Her geçen gün değerlerimizi kaybetmeye devam ediyoruz.
Şu zamanlar da küçüğümüzün büyüğüne hiç saygısı kalmazken, büyüğünde küçüğüne sevgisi ve merhameti kalmadı.
Sevgi içten gelen bir duygudur, öğretilmez. Saygı ise bir davranış biçimidir, eğitimsiz olmaz. Ve bu eğitim ailede başlar. Sevgi ve saygı dolu bir ailede yetişen insanlar davranışlarından, hal ve hareketlerinden bunu belli ederler. Eğer aile temelinde sevgi ve saygı kalmamış iseçocuk da maalesef büyüklerine karşı saygıyı, nasıl davranılması gerektiğini bilmez. Sevgisi olmayan insanları kimse sevmez. İçinde sevgisi olan insanlar sıcakkanlı merhametli ve hoşgörü sahibidir. Sevgi olan yerde saygıda başlar insan da bu iki özellik birbirini tamamlar ve iyi bir birey olmasını sağlar. Birçok kişi onları sever sayar ve bilinçli insanlar olarak gösterilir takdir edilirler. İçinde sevgi olmayan insanlar aile hayatında veya iş hayatında asla başarılı olamazlar yalnız doğarlar ve yalnız ölürler. Peygamber efendimiz, ‘’Küçüklerimize merhamet etmeyen, büyüklerimize saygı göstermeyen bizden değildir’’ buyurmuşlardır.
Peki.
Toplumu her geçen gün böyle bir felakete çeken nedir acaba neyi eksik yapıyoruz? Çocuklarımıza hangi eğitimi eksik veriyoruz? Pek tabi bizi örnek alıyor olmasınlar? Bizler aile yaşantımızda birbirimize gereken saygıyı gösteriyor muyuz? İlk önce kendimizi sonra çevreyi sorgulamalıyız gelecek nesle güzel örnek olmalıyız sevgi ve saygı kavramlarını bir fidanı aşılar gibi çocuklarımıza öğütlemeliyiz. Değerlerimizi korumalı ve en güzel şekilde örnek olmalıyız.

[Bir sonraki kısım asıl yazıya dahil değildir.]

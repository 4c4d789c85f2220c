//! Fixed-size trailing footer that makes a vault file self-describing.
//!
//! The footer is the last 28 bytes of a closed vault file:
//!
//! ```text
//! [magic "VULT" (4 ASCII bytes)]
//! [table_offset: u64 BE]  distance from end-of-file to the start of the
//!                         pointer table (spans table + footer)
//! [table_length: u64 BE]  serialized pointer-table length in bytes
//! [data_length: u64 BE]   high-water mark of the data region
//! ```
//!
//! Offsets are counted backward from end-of-file so the footer can be
//! located and decoded without knowing anything else about the file.

use crate::error::{Result, VaultError};

/// Magic bytes identifying a file as a vault
pub const MAGIC: [u8; 4] = *b"VULT";

/// Size of the encoded footer in bytes
pub const FOOTER_LEN: usize = 28;

/// Vault footer metadata
#[derive(Debug, Clone, Copy, PartialEq, Eq)]
pub struct Footer {
    /// Bytes from end-of-file to the start of the pointer table
    pub table_offset: u64,
    /// Length of the serialized pointer table in bytes
    pub table_length: u64,
    /// High-water mark of the data region, excluding table and footer
    pub data_length: u64,
}

impl Footer {
    /// Build a footer for a table of the given serialized length.
    ///
    /// `table_offset` is always `table_length + FOOTER_LEN`.
    pub fn for_table(table_length: u64, data_length: u64) -> Self {
        Footer {
            table_offset: table_length + FOOTER_LEN as u64,
            table_length,
            data_length,
        }
    }

    /// Serialize the footer to its fixed 28-byte form
    pub fn to_bytes(&self) -> [u8; FOOTER_LEN] {
        let mut bytes = [0u8; FOOTER_LEN];
        bytes[0..4].copy_from_slice(&MAGIC);
        bytes[4..12].copy_from_slice(&self.table_offset.to_be_bytes());
        bytes[12..20].copy_from_slice(&self.table_length.to_be_bytes());
        bytes[20..28].copy_from_slice(&self.data_length.to_be_bytes());
        bytes
    }

    /// Deserialize a footer from the last 28 bytes of a vault file
    pub fn from_bytes(bytes: &[u8]) -> Result<Self> {
        if bytes.len() < FOOTER_LEN {
            return Err(VaultError::CorruptFooter(format!(
                "need {} bytes, got {}",
                FOOTER_LEN,
                bytes.len()
            )));
        }

        if bytes[0..4] != MAGIC {
            return Err(VaultError::InvalidMagic);
        }

        let mut buf = [0u8; 8];
        buf.copy_from_slice(&bytes[4..12]);
        let table_offset = u64::from_be_bytes(buf);
        buf.copy_from_slice(&bytes[12..20]);
        let table_length = u64::from_be_bytes(buf);
        buf.copy_from_slice(&bytes[20..28]);
        let data_length = u64::from_be_bytes(buf);

        if table_offset != table_length + FOOTER_LEN as u64 {
            return Err(VaultError::CorruptFooter(format!(
                "table offset {} does not match table length {} + {}",
                table_offset, table_length, FOOTER_LEN
            )));
        }

        Ok(Footer {
            table_offset,
            table_length,
            data_length,
        })
    }
}

#[cfg(test)]
mod tests {
    use super::*;

    #[test]
    fn test_footer_round_trip() {
        let footer = Footer::for_table(117, 4096);
        let bytes = footer.to_bytes();
        assert_eq!(bytes.len(), FOOTER_LEN);

        let decoded = Footer::from_bytes(&bytes).unwrap();
        assert_eq!(decoded, footer);
        assert_eq!(decoded.table_offset, 117 + 28);
        assert_eq!(decoded.data_length, 4096);
    }

    #[test]
    fn test_footer_big_endian_layout() {
        let footer = Footer::for_table(1, 2);
        let bytes = footer.to_bytes();
        assert_eq!(&bytes[0..4], b"VULT");
        // 29 = 1 + 28, big-endian in bytes 4..12
        assert_eq!(bytes[11], 29);
        assert_eq!(bytes[19], 1);
        assert_eq!(bytes[27], 2);
    }

    #[test]
    fn test_invalid_magic() {
        let mut bytes = Footer::for_table(0, 0).to_bytes();
        bytes[0..4].copy_from_slice(b"NOPE");
        assert!(matches!(
            Footer::from_bytes(&bytes),
            Err(VaultError::InvalidMagic)
        ));
    }

    #[test]
    fn test_truncated_footer() {
        let bytes = Footer::for_table(0, 0).to_bytes();
        assert!(matches!(
            Footer::from_bytes(&bytes[..27]),
            Err(VaultError::CorruptFooter(_))
        ));
    }

    #[test]
    fn test_inconsistent_offset() {
        let mut bytes = Footer::for_table(100, 0).to_bytes();
        // Corrupt the table_length field so offset no longer matches
        bytes[12..20].copy_from_slice(&50u64.to_be_bytes());
        assert!(matches!(
            Footer::from_bytes(&bytes),
            Err(VaultError::CorruptFooter(_))
        ));
    }
}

Sevgi; hayatta var olan, korumaya değer en güzel duygudur.
Seven kalp taşlanmaz, seven insan sevilir sayan insan sayılır.
Etrafımıza bir göz atalım, değer verdiğimiz insanların ve hatta bizim neye ihtiyacımız var?
Tabi ki sevgi ve dostluğa
Dostluk, sevgiyle kurulan bir şeydir En sağlam temeller, sevgiyle atılan temellerdir.
“Rabbin, kendisinden başkasına asla ibadet etmemenizi ve ana-babaya iyi davranmanızı kesin olarak emretti. Eğer onlardan biri, ya da her ikisi senin yanında ihtiyarlık çağına ulaşırsa, sakın onlara “öf!” bile deme; onları azarlama; onlara tatlı ve güzel söz söyle.” (İsraf, 17/23)
İslam dini büyüklerimize saygı göstermemizi ve onlara her konuda öncelik vermemizi emreder. Saygı göstermemiz gerekenlerin başında önce anne ve babamız gelmektedir. Biz insanoğlu bir şeyin değerini hep kaybettiğimizde anlarız. Ayeti kerimeden de anlaşılacağı gibi anne ve babamızın yanımızda yaşlanmaları halinde her zamankinden daha fazla dikkat etmemiz emredilmiştir. Onlara tatlı ve güzel söz söylememiz gerekir. Milletimizin örf ve âdetinde büyüklere saygı, küçüklere merhamet vardır.
Her ne kadar bazı insanların bunlardan haberi olmasa da sadece maddi hayata değer vererek, manevi duygularını hiçe saysalar da sadece doğru yol, her zaman içinde doğruluk hak ve sevgi bulunduran yoldur.Ruhumuzun beslenmesi için bu duygulara ihtiyacımız vardır. Bunları hiçe sayan insanın kalbi bir taş parçasından farksızdır.
Verilecek en güzel öğüt ilk önce kendimizi sonra her kimseyi din, dil, ırk büyük, küçük ayırt etmeden
sevelim, sevgi ve saygı duyalım.
Sevgi her yerde sevgidir, her yerde güzeldir.